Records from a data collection

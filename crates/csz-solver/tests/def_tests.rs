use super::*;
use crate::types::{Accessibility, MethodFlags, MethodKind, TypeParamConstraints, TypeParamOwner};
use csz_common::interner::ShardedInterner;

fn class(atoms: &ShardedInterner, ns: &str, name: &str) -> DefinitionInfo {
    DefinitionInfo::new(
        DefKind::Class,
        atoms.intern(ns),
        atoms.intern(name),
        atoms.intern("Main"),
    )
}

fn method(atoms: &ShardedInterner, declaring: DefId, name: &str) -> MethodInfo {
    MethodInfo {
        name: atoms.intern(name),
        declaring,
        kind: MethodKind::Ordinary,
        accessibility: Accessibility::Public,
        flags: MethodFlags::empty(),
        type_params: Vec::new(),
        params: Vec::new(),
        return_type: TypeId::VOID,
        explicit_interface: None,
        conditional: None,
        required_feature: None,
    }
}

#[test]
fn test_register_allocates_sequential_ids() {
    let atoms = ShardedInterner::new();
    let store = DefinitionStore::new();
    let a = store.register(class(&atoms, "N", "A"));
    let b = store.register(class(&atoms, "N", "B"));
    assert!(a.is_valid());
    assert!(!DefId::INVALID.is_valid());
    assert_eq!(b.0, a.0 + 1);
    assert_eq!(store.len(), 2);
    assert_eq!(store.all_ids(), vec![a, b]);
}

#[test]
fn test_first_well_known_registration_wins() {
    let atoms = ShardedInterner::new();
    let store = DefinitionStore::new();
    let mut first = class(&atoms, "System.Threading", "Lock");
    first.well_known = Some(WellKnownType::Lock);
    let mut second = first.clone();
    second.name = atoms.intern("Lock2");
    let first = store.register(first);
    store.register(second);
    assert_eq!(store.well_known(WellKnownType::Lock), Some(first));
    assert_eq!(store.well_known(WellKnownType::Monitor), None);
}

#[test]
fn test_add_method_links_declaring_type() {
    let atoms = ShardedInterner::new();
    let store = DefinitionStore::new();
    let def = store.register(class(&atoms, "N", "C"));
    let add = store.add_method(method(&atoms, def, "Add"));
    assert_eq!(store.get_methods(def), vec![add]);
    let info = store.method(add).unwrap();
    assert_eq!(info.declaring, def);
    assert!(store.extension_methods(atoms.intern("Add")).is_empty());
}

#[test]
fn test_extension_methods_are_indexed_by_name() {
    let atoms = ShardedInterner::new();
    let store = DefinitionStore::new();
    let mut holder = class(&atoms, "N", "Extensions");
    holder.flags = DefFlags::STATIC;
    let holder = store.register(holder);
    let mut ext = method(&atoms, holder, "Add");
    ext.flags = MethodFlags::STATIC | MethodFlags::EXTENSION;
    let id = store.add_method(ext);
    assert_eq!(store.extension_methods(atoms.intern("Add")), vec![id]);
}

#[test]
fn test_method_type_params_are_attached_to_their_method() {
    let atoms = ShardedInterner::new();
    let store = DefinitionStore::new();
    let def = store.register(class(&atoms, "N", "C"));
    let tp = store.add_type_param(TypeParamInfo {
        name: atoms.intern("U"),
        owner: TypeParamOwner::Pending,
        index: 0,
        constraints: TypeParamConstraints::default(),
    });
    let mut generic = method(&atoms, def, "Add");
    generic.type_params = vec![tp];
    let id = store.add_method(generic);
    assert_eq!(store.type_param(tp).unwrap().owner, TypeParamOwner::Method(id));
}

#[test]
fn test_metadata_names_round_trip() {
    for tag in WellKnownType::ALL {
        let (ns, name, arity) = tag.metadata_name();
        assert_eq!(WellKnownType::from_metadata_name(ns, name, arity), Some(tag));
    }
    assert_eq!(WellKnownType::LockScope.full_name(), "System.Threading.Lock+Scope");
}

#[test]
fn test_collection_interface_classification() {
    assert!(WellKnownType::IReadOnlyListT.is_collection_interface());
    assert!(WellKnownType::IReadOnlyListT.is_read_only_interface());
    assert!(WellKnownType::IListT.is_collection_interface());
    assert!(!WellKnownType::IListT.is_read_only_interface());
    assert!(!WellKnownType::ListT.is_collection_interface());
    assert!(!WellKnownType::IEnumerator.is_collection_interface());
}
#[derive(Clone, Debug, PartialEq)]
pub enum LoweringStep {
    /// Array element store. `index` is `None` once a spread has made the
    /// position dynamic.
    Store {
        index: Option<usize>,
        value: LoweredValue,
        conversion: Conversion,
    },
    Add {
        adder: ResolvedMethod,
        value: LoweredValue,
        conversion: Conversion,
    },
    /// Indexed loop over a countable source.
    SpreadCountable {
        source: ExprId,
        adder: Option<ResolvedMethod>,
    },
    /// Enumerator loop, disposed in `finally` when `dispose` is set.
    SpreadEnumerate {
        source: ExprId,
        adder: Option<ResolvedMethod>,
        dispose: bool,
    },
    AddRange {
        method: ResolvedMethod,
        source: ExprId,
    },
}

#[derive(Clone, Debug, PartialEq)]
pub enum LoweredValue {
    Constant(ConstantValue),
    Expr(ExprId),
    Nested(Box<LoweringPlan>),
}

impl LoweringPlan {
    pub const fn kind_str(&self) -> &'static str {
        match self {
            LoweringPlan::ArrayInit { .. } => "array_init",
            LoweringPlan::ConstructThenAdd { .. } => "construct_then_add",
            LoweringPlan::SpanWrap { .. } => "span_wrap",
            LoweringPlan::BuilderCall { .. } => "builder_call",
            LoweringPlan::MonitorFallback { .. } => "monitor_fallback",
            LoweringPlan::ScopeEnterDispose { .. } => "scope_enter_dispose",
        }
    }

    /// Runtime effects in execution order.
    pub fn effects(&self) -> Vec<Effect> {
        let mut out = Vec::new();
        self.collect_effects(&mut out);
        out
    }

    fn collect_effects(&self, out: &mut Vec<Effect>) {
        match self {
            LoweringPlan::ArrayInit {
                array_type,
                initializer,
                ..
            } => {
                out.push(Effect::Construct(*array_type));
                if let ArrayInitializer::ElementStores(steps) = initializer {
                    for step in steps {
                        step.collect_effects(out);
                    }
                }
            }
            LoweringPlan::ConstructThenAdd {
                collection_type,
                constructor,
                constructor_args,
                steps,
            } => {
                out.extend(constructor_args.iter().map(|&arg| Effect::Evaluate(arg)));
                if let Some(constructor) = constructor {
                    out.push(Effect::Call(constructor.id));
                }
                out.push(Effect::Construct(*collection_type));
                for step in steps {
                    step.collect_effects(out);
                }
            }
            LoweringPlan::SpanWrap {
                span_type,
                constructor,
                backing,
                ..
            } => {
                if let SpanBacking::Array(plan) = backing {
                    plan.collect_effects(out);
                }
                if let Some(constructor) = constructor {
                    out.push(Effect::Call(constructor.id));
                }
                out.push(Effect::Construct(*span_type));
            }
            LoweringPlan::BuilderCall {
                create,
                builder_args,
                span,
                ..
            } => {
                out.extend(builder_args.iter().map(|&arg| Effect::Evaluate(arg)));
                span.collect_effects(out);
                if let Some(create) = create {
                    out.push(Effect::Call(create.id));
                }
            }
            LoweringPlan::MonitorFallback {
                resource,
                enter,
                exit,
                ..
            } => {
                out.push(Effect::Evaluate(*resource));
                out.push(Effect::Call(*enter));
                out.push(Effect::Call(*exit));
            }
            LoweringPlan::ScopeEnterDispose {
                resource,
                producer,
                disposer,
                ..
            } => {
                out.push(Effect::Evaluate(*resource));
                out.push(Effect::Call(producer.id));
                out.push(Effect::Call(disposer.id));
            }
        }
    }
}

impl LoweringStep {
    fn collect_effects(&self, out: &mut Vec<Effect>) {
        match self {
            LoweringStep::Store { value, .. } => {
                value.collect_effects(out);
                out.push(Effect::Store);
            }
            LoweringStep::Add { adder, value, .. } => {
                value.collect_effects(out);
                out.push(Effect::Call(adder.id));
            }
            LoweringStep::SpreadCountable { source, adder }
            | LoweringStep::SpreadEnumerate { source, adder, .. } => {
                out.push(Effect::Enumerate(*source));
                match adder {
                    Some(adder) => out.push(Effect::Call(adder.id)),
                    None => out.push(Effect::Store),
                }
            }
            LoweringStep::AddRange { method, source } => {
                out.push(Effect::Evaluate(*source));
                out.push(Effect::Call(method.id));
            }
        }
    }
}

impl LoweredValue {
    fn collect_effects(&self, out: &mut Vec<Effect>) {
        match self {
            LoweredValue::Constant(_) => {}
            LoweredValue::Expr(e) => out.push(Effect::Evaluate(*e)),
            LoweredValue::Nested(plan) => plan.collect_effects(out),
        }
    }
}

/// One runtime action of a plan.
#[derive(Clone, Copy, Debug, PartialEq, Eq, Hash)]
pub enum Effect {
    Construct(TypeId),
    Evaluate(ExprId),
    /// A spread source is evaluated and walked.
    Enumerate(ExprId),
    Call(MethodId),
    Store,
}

- What you will do -
Scan the data for the word "producer" and copy every line where it shows up.

- Task output -
                producer,
                out.push(Effect::Call(producer.id));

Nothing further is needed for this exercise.